Similar installations have gone up in Oakland, Washington D.C. and Seattle. The mural spans three blocks of Fulton Street between Webster and Octavia streets.
“We thought it was very important to somehow connect the lettering with the Western Addition, which is San Francisco’s historic back neighborhood, once a thriving jazz district, with City Hall,” Fennel said.
Neighbors from the Bayview, Western Addition and Fillmore came out to help, as well as some people who helped install a similar mural in Oakland.

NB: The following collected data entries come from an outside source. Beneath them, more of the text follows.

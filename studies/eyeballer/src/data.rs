use anyhow::{ bail, Context, Result };
use burn::prelude::Backend;
use burn::tensor::{ Tensor, TensorData };
use rand::seq::SliceRandom;
use rand::thread_rng;
use std::fs::read_dir;
use std::path::{ Path, PathBuf };
use tracing::{ debug, info, warn };

use crate::utils::images::{ is_image_file, load_image_and_resize224 };

#[derive(Debug, Clone, Copy, PartialEq, Eq)]
pub enum Subset {
    Training,
    Validation,
}

/// One labeled image of the directory tree.
#[derive(Debug, Clone, PartialEq, Eq)]
pub struct Sample {
    pub path: PathBuf,
    /// `<class>/<file>`, relative to the dataset root
    pub filename: PathBuf,
    pub label: i64,
}

pub struct Dataset {
    root: PathBuf,
    subset: Subset,
    samples: Vec<Sample>,
    classes: Vec<String>,
}

impl Dataset {
    /// Walks `root/<class>/`, nested folders included, and keeps the files belonging
    /// to `subset`. Exactly two class directories are expected.
    ///
    /// Classes are indexed in name order. Inside each class, files are sorted by name and the
    /// first `floor(validation_split * n)` of them form the validation subset, so the two
    /// subsets are disjoint and stable across runs.
    pub fn new<T: AsRef<Path>>(root: T, subset: Subset, validation_split: f64) -> Result<Dataset> {
        let root = root.as_ref();
        let classes = Self::get_classes(root)?;
        if classes.len() != 2 {
            bail!(
                "a binary classifier needs exactly 2 class directories in {}, found {}: {:?}",
                root.display(),
                classes.len(),
                classes
            );
        }

        let mut samples = Vec::new();
        for (class_id, class) in classes.iter().enumerate() {
            let files = Self::get_images_in_folder(&root.join(class))?;
            let split = ((files.len() as f64) * validation_split) as usize;
            let files = match subset {
                Subset::Validation => &files[..split],
                Subset::Training => &files[split..],
            };

            samples.extend(
                files.iter().map(|file| Sample {
                    path: root.join(class).join(file),
                    filename: Path::new(class).join(file),
                    label: class_id as i64,
                })
            );
        }

        Ok(Dataset {
            root: root.to_path_buf(),
            subset,
            samples,
            classes,
        })
    }

    /// Subdirectories of the root, sorted by name
    fn get_classes(dir: &Path) -> Result<Vec<String>> {
        let mut classes = Vec::new();
        let entries = read_dir(dir).with_context(|| format!("failed to read {}", dir.display()))?;
        for entry in entries {
            let path = entry?.path();
            if path.is_dir() {
                if let Some(name) = path.file_name().and_then(|n| n.to_str()) {
                    classes.push(name.to_string());
                }
            }
        }
        if classes.is_empty() {
            bail!("no class directories found in {}", dir.display());
        }
        classes.sort();
        Ok(classes)
    }

    /// Image files below one class folder, relative to it and sorted
    fn get_images_in_folder(dir: &Path) -> Result<Vec<PathBuf>> {
        let mut files = Vec::new();
        Self::collect_images(dir, Path::new(""), &mut files)?;
        files.sort();
        Ok(files)
    }

    fn collect_images(dir: &Path, prefix: &Path, files: &mut Vec<PathBuf>) -> Result<()> {
        let entries = read_dir(dir).with_context(|| format!("failed to read {}", dir.display()))?;
        for entry in entries {
            let path = entry?.path();
            let Some(name) = path.file_name() else {
                continue;
            };
            if path.is_dir() {
                Self::collect_images(&path, &prefix.join(name), files)?;
            } else if is_image_file(&path) {
                files.push(prefix.join(name));
            }
        }
        Ok(())
    }

    pub fn print(&self) {
        info!("DATASET ({}) {:?}", self.root.display(), self.subset);
        info!("Classes: {:?}", self.classes);
        info!("Size: {}", self.samples.len());
        if self.is_empty() {
            warn!("{:?} subset of {} is empty", self.subset, self.root.display());
        }
        debug!("Sample of data {:?}", &self.samples[..self.samples.len().min(2)]);
    }

    pub fn len(&self) -> usize {
        self.samples.len()
    }

    pub fn is_empty(&self) -> bool {
        self.samples.is_empty()
    }

    pub fn samples(&self) -> &[Sample] {
        &self.samples
    }

    pub fn classes(&self) -> &[String] {
        &self.classes
    }

    fn get_item<B: Backend>(
        &self,
        idx: usize,
        device: &B::Device,
        augmentation: bool
    ) -> Result<(Tensor<B, 3>, i64)> {
        let sample = &self.samples[idx];
        let tensor = load_image_and_resize224(&sample.path, device, augmentation)?;
        Ok((tensor, sample.label))
    }
}

/// Images `[batch, 224, 224, 3]`, labels `[batch, 1]` and the dataset index of every row.
pub struct Batch<B: Backend> {
    pub images: Tensor<B, 4>,
    pub labels: Tensor<B, 2>,
    pub indices: Vec<usize>,
}

pub struct DataLoader<B: Backend> {
    dataset: Dataset,
    batch_size: usize,
    batch_index: usize,
    order: Vec<usize>,
    shuffle: bool,
    augmentation: bool,
    device: B::Device,
}

impl<B: Backend> DataLoader<B> {
    pub fn new(
        dataset: Dataset,
        batch_size: usize,
        shuffle: bool,
        augmentation: bool,
        device: B::Device
    ) -> DataLoader<B> {
        let order = (0..dataset.len()).collect();
        DataLoader {
            dataset,
            batch_size,
            batch_index: 0,
            order,
            shuffle,
            augmentation,
            device,
        }
    }

    fn shuffle_dataset(&mut self) {
        let mut rng = thread_rng();
        self.order.shuffle(&mut rng)
    }

    /// Total number of images in the dataset
    pub fn len(&self) -> usize {
        self.dataset.len()
    }

    /// Number of batches, counting a trailing partial batch
    pub fn len_batch(&self) -> usize {
        (self.dataset.len() + self.batch_size - 1) / self.batch_size
    }

    /// Number of full batches; zero when the subset is smaller than one batch
    pub fn steps(&self) -> usize {
        self.dataset.len() / self.batch_size
    }

    /// Restart from the first batch. The next batch reshuffles a shuffling loader.
    pub fn reset(&mut self) {
        self.batch_index = 0;
    }

    pub fn sample(&self, idx: usize) -> &Sample {
        &self.dataset.samples()[idx]
    }

    pub fn get_classes(&self) -> &[String] {
        self.dataset.classes()
    }

    fn load_batch(&self, start: usize, end: usize) -> Result<Batch<B>> {
        let indices = self.order[start..end].to_vec();
        let mut images: Vec<Tensor<B, 3>> = Vec::with_capacity(indices.len());
        let mut labels: Vec<f32> = Vec::with_capacity(indices.len());

        for &i in &indices {
            let (image_t, label) = self.dataset.get_item::<B>(i, &self.device, self.augmentation)?;
            images.push(image_t);
            labels.push(label as f32);
        }

        let rows = labels.len();
        Ok(Batch {
            images: Tensor::stack(images, 0),
            labels: Tensor::from_data(TensorData::new(labels, [rows, 1]), &self.device),
            indices,
        })
    }
}

/// Batches of one epoch. Returns `None` once the subset is exhausted and rewinds.
impl<B: Backend> Iterator for DataLoader<B> {
    type Item = Result<Batch<B>>;

    fn next(&mut self) -> Option<Self::Item> {
        let start = self.batch_index * self.batch_size;
        if start >= self.dataset.len() {
            self.batch_index = 0;
            return None;
        }
        let end = (start + self.batch_size).min(self.dataset.len());
        if self.batch_index == 0 && self.shuffle {
            self.shuffle_dataset();
        }

        self.batch_index += 1;
        Some(self.load_batch(start, end))
    }
}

“I know what it is to be black, and black in San Francisco,” said Charity Morrison, a longtime San Francisco resident who painted letters with a roller. “I feel like it is very important for us people of color to be painting “Black Lives Matter” because sometimes I feel like people don’t see that our lives matter just as much as the next.”
Morrison says it is a way for the city’s shrinking black community to make their presence known. “Being that it has been gentrified, there’s not a lot of us out here anymore, so we have to make our mark and make our stamp.
As for people who may want to respond with “all lives matter,” Morrison said, “they have been putting us against each other; black lives versus all lives, and black lives versus blue lives but we are one people. We are all a part of the human race… and you cannot include all without including black.”
For Dayonara Thompson, working on the mural was a way to find positivity in a time of tragedy.
“We are out here not just to put a sign out but also just keep up that good energy. There has been a lot of negativity in the media, on the news. It’s kind of triggering some with PTSD, for a lot of folks who used to come out,” Thompson said. “So (this gives us an opportunity) to get into our artistic side, meditate through art and just kind of do something beautiful for our community.”